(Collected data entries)
# # #
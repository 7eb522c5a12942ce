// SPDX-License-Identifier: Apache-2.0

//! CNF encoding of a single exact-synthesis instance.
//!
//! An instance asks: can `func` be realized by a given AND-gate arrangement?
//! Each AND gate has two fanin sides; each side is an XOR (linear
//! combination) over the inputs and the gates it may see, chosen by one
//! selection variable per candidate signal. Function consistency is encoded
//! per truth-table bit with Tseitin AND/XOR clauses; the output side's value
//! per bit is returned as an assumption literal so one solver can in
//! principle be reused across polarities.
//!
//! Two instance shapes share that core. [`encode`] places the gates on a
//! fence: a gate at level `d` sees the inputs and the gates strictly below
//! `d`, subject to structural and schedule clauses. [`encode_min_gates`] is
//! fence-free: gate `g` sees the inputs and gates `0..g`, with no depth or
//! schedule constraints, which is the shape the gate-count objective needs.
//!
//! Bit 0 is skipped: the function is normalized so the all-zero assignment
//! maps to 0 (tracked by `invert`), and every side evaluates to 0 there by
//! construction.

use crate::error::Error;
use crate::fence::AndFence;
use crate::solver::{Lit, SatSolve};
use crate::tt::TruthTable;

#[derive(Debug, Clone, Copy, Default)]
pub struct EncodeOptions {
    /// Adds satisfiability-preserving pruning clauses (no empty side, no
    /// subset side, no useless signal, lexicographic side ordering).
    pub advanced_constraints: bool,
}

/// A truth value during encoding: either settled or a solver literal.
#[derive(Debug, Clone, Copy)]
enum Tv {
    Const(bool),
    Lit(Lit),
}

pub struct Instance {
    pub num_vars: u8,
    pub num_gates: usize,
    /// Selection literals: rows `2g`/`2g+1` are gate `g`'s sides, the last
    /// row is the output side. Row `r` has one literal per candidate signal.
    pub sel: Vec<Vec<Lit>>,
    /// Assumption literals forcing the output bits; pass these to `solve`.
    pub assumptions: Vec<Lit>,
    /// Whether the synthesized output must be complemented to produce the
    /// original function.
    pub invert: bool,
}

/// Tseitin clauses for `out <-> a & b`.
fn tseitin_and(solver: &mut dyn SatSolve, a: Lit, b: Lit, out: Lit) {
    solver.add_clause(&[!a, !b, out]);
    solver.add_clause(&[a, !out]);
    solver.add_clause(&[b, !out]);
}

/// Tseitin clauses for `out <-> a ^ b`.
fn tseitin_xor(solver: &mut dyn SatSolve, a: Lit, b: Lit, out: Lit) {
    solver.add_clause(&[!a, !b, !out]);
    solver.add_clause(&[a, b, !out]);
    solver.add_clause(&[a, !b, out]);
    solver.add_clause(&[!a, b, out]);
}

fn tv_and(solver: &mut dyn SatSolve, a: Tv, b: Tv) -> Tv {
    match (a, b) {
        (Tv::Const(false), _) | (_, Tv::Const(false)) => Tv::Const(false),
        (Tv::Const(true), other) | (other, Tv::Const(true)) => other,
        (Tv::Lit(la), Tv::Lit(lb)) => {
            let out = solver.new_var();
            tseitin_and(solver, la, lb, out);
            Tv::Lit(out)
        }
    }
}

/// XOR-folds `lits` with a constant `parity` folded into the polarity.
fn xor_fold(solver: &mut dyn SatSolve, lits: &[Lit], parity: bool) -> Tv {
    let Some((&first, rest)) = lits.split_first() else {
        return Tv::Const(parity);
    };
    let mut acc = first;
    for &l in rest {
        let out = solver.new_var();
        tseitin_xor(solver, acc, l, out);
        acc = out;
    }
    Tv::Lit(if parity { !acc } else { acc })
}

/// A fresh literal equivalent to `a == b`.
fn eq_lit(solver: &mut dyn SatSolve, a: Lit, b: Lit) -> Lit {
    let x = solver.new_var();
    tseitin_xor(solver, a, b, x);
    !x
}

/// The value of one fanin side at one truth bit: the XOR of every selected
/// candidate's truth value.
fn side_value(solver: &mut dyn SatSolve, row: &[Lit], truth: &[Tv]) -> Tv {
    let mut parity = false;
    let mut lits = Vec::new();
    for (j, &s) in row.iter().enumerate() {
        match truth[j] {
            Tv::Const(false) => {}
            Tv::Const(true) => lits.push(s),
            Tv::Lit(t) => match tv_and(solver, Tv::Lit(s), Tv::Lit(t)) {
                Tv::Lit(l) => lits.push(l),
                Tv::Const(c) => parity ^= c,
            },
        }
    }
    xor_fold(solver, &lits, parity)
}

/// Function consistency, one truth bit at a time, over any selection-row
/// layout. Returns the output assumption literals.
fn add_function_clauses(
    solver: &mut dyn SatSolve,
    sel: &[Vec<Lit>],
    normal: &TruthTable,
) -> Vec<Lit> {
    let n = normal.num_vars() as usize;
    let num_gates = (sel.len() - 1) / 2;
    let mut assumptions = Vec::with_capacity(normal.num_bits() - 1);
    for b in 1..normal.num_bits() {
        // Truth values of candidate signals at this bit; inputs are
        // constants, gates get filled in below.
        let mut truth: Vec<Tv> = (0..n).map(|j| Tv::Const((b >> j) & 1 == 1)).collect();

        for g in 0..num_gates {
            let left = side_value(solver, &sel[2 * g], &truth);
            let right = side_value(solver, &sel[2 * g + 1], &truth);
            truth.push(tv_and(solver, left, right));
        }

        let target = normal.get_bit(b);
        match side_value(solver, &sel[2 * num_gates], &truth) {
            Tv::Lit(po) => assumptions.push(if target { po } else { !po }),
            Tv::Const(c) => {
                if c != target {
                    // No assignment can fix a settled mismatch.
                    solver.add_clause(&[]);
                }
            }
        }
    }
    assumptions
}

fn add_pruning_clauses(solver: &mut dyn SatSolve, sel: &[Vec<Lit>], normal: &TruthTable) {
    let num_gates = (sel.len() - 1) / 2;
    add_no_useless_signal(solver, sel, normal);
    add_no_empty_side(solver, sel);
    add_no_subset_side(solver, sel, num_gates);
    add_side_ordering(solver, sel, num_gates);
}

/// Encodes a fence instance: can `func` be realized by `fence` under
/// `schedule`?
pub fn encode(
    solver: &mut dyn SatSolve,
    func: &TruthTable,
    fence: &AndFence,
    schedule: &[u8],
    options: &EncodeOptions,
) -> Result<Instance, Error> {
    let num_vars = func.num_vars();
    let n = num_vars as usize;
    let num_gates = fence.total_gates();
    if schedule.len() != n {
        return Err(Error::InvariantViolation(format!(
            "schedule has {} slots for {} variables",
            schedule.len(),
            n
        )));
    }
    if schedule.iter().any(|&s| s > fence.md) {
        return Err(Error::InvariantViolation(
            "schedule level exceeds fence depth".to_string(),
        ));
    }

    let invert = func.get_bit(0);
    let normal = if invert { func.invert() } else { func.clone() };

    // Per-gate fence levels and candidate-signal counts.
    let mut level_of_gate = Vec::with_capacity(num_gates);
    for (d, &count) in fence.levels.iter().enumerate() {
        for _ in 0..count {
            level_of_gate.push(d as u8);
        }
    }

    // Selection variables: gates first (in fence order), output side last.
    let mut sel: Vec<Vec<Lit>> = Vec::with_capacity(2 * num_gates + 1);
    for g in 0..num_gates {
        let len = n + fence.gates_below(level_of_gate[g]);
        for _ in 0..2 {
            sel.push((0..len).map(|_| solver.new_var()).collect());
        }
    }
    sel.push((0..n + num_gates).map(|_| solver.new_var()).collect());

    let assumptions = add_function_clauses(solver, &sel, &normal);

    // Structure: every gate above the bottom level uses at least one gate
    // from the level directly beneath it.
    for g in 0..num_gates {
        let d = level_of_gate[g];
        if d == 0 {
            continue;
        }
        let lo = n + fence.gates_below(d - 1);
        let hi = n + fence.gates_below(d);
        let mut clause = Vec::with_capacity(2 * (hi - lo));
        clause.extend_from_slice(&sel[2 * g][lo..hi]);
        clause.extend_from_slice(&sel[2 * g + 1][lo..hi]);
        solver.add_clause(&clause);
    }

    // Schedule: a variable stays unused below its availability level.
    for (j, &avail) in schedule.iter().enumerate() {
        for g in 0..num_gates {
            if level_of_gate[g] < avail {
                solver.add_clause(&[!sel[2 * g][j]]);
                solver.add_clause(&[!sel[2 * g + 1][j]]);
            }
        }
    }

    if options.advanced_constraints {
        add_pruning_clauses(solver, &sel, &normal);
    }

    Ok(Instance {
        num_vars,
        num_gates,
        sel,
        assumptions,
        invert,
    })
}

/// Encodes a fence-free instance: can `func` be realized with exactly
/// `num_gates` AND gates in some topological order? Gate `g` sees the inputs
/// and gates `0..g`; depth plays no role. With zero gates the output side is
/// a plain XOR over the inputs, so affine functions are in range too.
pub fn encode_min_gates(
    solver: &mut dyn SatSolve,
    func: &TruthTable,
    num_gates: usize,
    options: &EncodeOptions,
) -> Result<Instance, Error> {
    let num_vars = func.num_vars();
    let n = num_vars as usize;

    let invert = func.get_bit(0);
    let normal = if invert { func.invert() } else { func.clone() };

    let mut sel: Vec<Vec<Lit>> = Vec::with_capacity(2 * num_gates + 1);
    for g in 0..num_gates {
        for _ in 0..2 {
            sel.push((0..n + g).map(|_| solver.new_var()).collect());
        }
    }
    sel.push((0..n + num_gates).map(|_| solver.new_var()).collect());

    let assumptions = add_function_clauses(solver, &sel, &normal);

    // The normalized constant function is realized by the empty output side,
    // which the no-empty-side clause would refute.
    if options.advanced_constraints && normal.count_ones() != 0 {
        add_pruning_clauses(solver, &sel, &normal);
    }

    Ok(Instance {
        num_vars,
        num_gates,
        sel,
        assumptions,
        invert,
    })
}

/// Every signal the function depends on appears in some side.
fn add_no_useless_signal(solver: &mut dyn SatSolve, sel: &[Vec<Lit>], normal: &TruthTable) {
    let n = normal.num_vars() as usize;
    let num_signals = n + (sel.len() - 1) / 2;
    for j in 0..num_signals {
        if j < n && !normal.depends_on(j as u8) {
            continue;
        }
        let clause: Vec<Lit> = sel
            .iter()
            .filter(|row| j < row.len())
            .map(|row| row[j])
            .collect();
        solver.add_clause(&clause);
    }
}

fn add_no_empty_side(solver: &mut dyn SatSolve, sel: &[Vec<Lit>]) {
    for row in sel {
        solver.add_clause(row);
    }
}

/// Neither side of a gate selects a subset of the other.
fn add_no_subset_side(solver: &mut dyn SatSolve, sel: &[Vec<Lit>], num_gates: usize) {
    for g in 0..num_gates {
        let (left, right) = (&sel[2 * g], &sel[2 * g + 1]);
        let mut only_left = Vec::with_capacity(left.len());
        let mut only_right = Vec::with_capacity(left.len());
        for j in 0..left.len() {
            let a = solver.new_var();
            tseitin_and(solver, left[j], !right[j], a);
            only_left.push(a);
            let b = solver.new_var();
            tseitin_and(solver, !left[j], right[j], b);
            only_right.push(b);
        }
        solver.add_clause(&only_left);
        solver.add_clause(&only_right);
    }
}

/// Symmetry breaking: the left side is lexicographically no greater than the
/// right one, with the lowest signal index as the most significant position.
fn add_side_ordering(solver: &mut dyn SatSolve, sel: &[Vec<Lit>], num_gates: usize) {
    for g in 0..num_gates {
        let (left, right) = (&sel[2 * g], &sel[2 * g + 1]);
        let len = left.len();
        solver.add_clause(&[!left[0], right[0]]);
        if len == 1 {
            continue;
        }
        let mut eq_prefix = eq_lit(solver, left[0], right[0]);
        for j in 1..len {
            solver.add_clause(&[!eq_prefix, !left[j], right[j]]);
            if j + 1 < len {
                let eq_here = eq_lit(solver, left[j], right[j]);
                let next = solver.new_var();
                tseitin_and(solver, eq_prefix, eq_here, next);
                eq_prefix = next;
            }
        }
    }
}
# # #
__TASK DETAILS__. In the lines above, spot each one that contains the word "over" and copy it.

__EXERCISE RESPONSE__.
//! combination) over the inputs and the gates it may see, chosen by one
/// Function consistency, one truth bit at a time, over any selection-row
/// a plain XOR over the inputs, so affine functions are in range too.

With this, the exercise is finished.